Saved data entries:
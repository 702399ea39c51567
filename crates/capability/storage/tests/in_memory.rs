use chrono::{Duration, Utc};
use domain::{AlarmStatus, AlarmType, DataPoint, Device, NewAlarm, Quality};
use ems_storage::{ConfigStore, DEFAULT_ACK_USER, InMemoryConfigStore};

fn alarm(data_point_id: i64, alarm_type: AlarmType, value: f64) -> NewAlarm {
    NewAlarm {
        data_point_id,
        alarm_type,
        level: "WARNING".to_string(),
        value,
        threshold: 100.0,
        message: format!("value {value}"),
    }
}

#[tokio::test]
async fn lists_only_enabled_configuration() {
    let store = InMemoryConfigStore::new();
    let mut disabled = Device::new(2, "spare", "modbus_tcp");
    disabled.enabled = false;
    store.upsert_device(Device::new(1, "plc", "modbus_tcp")).expect("device");
    store.upsert_device(disabled).expect("device");

    let mut muted = DataPoint::new(11, 1, "spare", "2", "int16");
    muted.enabled = false;
    store
        .upsert_data_point(DataPoint::new(10, 1, "temp", "1", "int16"))
        .expect("point");
    store.upsert_data_point(muted).expect("point");
    store
        .upsert_data_point(DataPoint::new(12, 2, "other", "1", "int16"))
        .expect("point");

    let devices = store.list_enabled_devices().await.expect("devices");
    assert_eq!(devices.iter().map(|d| d.id).collect::<Vec<_>>(), vec![1]);

    let points = store.list_enabled_data_points(1).await.expect("points");
    assert_eq!(points.iter().map(|p| p.id).collect::<Vec<_>>(), vec![10]);
    assert!(store.get_device(2).await.expect("get").is_some());
    assert!(store.get_data_point(99).await.expect("get").is_none());
}

#[tokio::test]
async fn history_retention_removes_old_samples() {
    let store = InMemoryConfigStore::new();
    let now = Utc::now();
    store
        .insert_history_sample(10, Some(1.0), Quality::Good, now - Duration::days(91))
        .await
        .expect("old");
    store
        .insert_history_sample(10, None, Quality::Bad, now)
        .await
        .expect("new");

    let removed = store
        .delete_history_older_than(now - Duration::days(90))
        .await
        .expect("purge");
    assert_eq!(removed, 1);

    let history = store.list_history(10, 10).await.expect("history");
    assert_eq!(history.len(), 1);
    assert_eq!(history[0].value, None);
    assert_eq!(history[0].quality, Quality::Bad);
}

#[tokio::test]
async fn alarm_lifecycle() {
    let store = InMemoryConfigStore::new();
    let high = store
        .insert_alarm(alarm(10, AlarmType::High, 150.0))
        .await
        .expect("insert");
    assert_eq!(high.status, AlarmStatus::Active);

    let found = store
        .find_active_alarm(10, AlarmType::High)
        .await
        .expect("find")
        .expect("active");
    assert_eq!(found.id, high.id);
    assert!(store
        .find_active_alarm(10, AlarmType::Low)
        .await
        .expect("find")
        .is_none());

    assert_eq!(store.clear_active_alarms(10).await.expect("clear"), 1);
    assert_eq!(store.clear_active_alarms(10).await.expect("clear again"), 0);

    let second = store
        .insert_alarm(alarm(10, AlarmType::Low, -5.0))
        .await
        .expect("insert");
    let acked = store
        .acknowledge_alarm(second.id, None)
        .await
        .expect("ack")
        .expect("exists");
    assert_eq!(acked.status, AlarmStatus::Acknowledged);
    assert_eq!(acked.ack_user.as_deref(), Some(DEFAULT_ACK_USER));
    assert!(acked.ack_time.is_some());
    assert!(store.acknowledge_alarm(999, Some("op")).await.expect("ack").is_none());

    let all = store.list_alarms(None).await.expect("list");
    assert_eq!(all.iter().map(|a| a.id).collect::<Vec<_>>(), vec![second.id, high.id]);
    let cleared = store
        .list_alarms(Some(AlarmStatus::Cleared))
        .await
        .expect("list");
    assert_eq!(cleared.len(), 1);
    assert_eq!(cleared[0].id, high.id);
}
//! 存储接口 Trait 定义
//!
//! 采集引擎只通过 [`ConfigStore`] 访问配置与历史：
//! - 读取启用的设备 / 数据点
//! - 写入历史采样、清理过期历史
//! - 报警的查重、写入、清除、确认
//!
//! 设计原则：
//! - 所有接口返回 StorageError
//! - 使用 async_trait 支持动态分发
//! - "每个 (data_point_id, alarm_type) 至多一条 active" 由报警评估器保证，存储不做约束

use crate::error::StorageError;
use crate::models::HistoryRecord;
use async_trait::async_trait;
use chrono::{DateTime, Utc};
use domain::{
    AlarmRecord, AlarmStatus, AlarmType, DataPoint, DataPointId, Device, DeviceId, NewAlarm,
    Quality,
};

/// 确认报警时未指定用户的默认值
pub const DEFAULT_ACK_USER: &str = "system";

/// 配置存储接口
#[async_trait]
pub trait ConfigStore: Send + Sync {
    /// 列出所有启用的设备（按 id 升序）
    async fn list_enabled_devices(&self) -> Result<Vec<Device>, StorageError>;

    async fn get_device(&self, device_id: DeviceId) -> Result<Option<Device>, StorageError>;

    /// 列出设备下所有启用的数据点（按 id 升序）
    async fn list_enabled_data_points(
        &self,
        device_id: DeviceId,
    ) -> Result<Vec<DataPoint>, StorageError>;

    async fn get_data_point(
        &self,
        data_point_id: DataPointId,
    ) -> Result<Option<DataPoint>, StorageError>;

    /// 写入一条历史采样（quality = 0 时 value 为空）
    async fn insert_history_sample(
        &self,
        data_point_id: DataPointId,
        value: Option<f64>,
        quality: Quality,
        timestamp: DateTime<Utc>,
    ) -> Result<(), StorageError>;

    /// 删除早于 `cutoff` 的历史采样，返回删除行数
    async fn delete_history_older_than(&self, cutoff: DateTime<Utc>) -> Result<u64, StorageError>;

    /// 最近的历史采样（新到旧）
    async fn list_history(
        &self,
        data_point_id: DataPointId,
        limit: usize,
    ) -> Result<Vec<HistoryRecord>, StorageError>;

    async fn find_active_alarm(
        &self,
        data_point_id: DataPointId,
        alarm_type: AlarmType,
    ) -> Result<Option<AlarmRecord>, StorageError>;

    /// 写入新报警（status = active）
    async fn insert_alarm(&self, alarm: NewAlarm) -> Result<AlarmRecord, StorageError>;

    /// 清除数据点所有 active 报警，返回清除条数
    async fn clear_active_alarms(&self, data_point_id: DataPointId) -> Result<u64, StorageError>;

    /// 人工确认报警；报警不存在时返回 None
    async fn acknowledge_alarm(
        &self,
        alarm_id: i64,
        user: Option<&str>,
    ) -> Result<Option<AlarmRecord>, StorageError>;

    /// 列出报警（新到旧），可按状态过滤
    async fn list_alarms(
        &self,
        status: Option<AlarmStatus>,
    ) -> Result<Vec<AlarmRecord>, StorageError>;
}
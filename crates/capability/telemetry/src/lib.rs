//! 日志初始化、采集指标与采集轮次 ID。

use std::sync::OnceLock;
use std::sync::atomic::{AtomicU64, Ordering};
use tracing_subscriber::{EnvFilter, fmt};

/// 网关指标快照。
#[derive(Debug, Clone, Copy, Default)]
pub struct MetricsSnapshot {
    pub passes_completed: u64,
    pub passes_skipped: u64,
    pub pass_duration_ms_total: u64,
    pub pass_duration_ms_count: u64,
    pub connect_success: u64,
    pub connect_failure: u64,
    pub read_success: u64,
    pub read_failure: u64,
    pub write_success: u64,
    pub write_failure: u64,
    pub history_write_failure: u64,
    pub history_rows_purged: u64,
    pub alarms_raised: u64,
    pub alarms_cleared: u64,
    pub events_published: u64,
    pub events_dropped: u64,
}

/// 网关指标（进程内原子计数）。
pub struct TelemetryMetrics {
    passes_completed: AtomicU64,
    passes_skipped: AtomicU64,
    pass_duration_ms_total: AtomicU64,
    pass_duration_ms_count: AtomicU64,
    connect_success: AtomicU64,
    connect_failure: AtomicU64,
    read_success: AtomicU64,
    read_failure: AtomicU64,
    write_success: AtomicU64,
    write_failure: AtomicU64,
    history_write_failure: AtomicU64,
    history_rows_purged: AtomicU64,
    alarms_raised: AtomicU64,
    alarms_cleared: AtomicU64,
    events_published: AtomicU64,
    events_dropped: AtomicU64,
}

impl TelemetryMetrics {
    pub fn new() -> Self {
        Self {
            passes_completed: AtomicU64::new(0),
            passes_skipped: AtomicU64::new(0),
            pass_duration_ms_total: AtomicU64::new(0),
            pass_duration_ms_count: AtomicU64::new(0),
            connect_success: AtomicU64::new(0),
            connect_failure: AtomicU64::new(0),
            read_success: AtomicU64::new(0),
            read_failure: AtomicU64::new(0),
            write_success: AtomicU64::new(0),
            write_failure: AtomicU64::new(0),
            history_write_failure: AtomicU64::new(0),
            history_rows_purged: AtomicU64::new(0),
            alarms_raised: AtomicU64::new(0),
            alarms_cleared: AtomicU64::new(0),
            events_published: AtomicU64::new(0),
            events_dropped: AtomicU64::new(0),
        }
    }

    pub fn snapshot(&self) -> MetricsSnapshot {
        MetricsSnapshot {
            passes_completed: self.passes_completed.load(Ordering::Relaxed),
            passes_skipped: self.passes_skipped.load(Ordering::Relaxed),
            pass_duration_ms_total: self.pass_duration_ms_total.load(Ordering::Relaxed),
            pass_duration_ms_count: self.pass_duration_ms_count.load(Ordering::Relaxed),
            connect_success: self.connect_success.load(Ordering::Relaxed),
            connect_failure: self.connect_failure.load(Ordering::Relaxed),
            read_success: self.read_success.load(Ordering::Relaxed),
            read_failure: self.read_failure.load(Ordering::Relaxed),
            write_success: self.write_success.load(Ordering::Relaxed),
            write_failure: self.write_failure.load(Ordering::Relaxed),
            history_write_failure: self.history_write_failure.load(Ordering::Relaxed),
            history_rows_purged: self.history_rows_purged.load(Ordering::Relaxed),
            alarms_raised: self.alarms_raised.load(Ordering::Relaxed),
            alarms_cleared: self.alarms_cleared.load(Ordering::Relaxed),
            events_published: self.events_published.load(Ordering::Relaxed),
            events_dropped: self.events_dropped.load(Ordering::Relaxed),
        }
    }
}

impl Default for TelemetryMetrics {
    fn default() -> Self {
        Self::new()
    }
}

static METRICS: OnceLock<TelemetryMetrics> = OnceLock::new();

/// 获取全局指标实例。
pub fn metrics() -> &'static TelemetryMetrics {
    METRICS.get_or_init(TelemetryMetrics::new)
}

/// 初始化 tracing（默认 info）。
pub fn init_tracing() {
    let filter = EnvFilter::try_from_default_env().unwrap_or_else(|_| EnvFilter::new("info"));
    let _ = fmt().with_env_filter(filter).try_init();
}

/// 生成采集轮次 ID，用于关联同一轮的日志。
pub fn new_pass_id() -> String {
    uuid::Uuid::new_v4().to_string()
}

/// 记录完成的采集轮次及其耗时（毫秒）。
pub fn record_pass_completed(duration_ms: u64) {
    let metrics = metrics();
    metrics.passes_completed.fetch_add(1, Ordering::Relaxed);
    metrics
        .pass_duration_ms_total
        .fetch_add(duration_ms, Ordering::Relaxed);
    metrics
        .pass_duration_ms_count
        .fetch_add(1, Ordering::Relaxed);
}

/// 记录因上一轮未结束而跳过的 tick。
pub fn record_pass_skipped() {
    metrics().passes_skipped.fetch_add(1, Ordering::Relaxed);
}

pub fn record_connect_success() {
    metrics().connect_success.fetch_add(1, Ordering::Relaxed);
}

pub fn record_connect_failure() {
    metrics().connect_failure.fetch_add(1, Ordering::Relaxed);
}

/// 记录数据点读取成功次数（quality = 1）。
pub fn record_read_success() {
    metrics().read_success.fetch_add(1, Ordering::Relaxed);
}

/// 记录数据点读取失败次数（quality = 0）。
pub fn record_read_failure() {
    metrics().read_failure.fetch_add(1, Ordering::Relaxed);
}

pub fn record_write_success() {
    metrics().write_success.fetch_add(1, Ordering::Relaxed);
}

pub fn record_write_failure() {
    metrics().write_failure.fetch_add(1, Ordering::Relaxed);
}

/// 记录历史样本写库失败次数。
pub fn record_history_write_failure() {
    metrics()
        .history_write_failure
        .fetch_add(1, Ordering::Relaxed);
}

/// 记录保留期清理删除的历史行数。
pub fn record_history_purged(rows: u64) {
    metrics()
        .history_rows_purged
        .fetch_add(rows, Ordering::Relaxed);
}

pub fn record_alarm_raised() {
    metrics().alarms_raised.fetch_add(1, Ordering::Relaxed);
}

pub fn record_alarm_cleared(count: u64) {
    metrics().alarms_cleared.fetch_add(count, Ordering::Relaxed);
}

/// 记录事件推送次数。
pub fn record_event_published() {
    metrics().events_published.fetch_add(1, Ordering::Relaxed);
}

/// 记录无订阅方时丢弃的事件。
pub fn record_event_dropped() {
    metrics().events_dropped.fetch_add(1, Ordering::Relaxed);
}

YOUR ASSIGNMENT ▸ The answer should be nothing but the number of lines in this data that include "static".

RESPONSE TO THIS TASK ▸ 2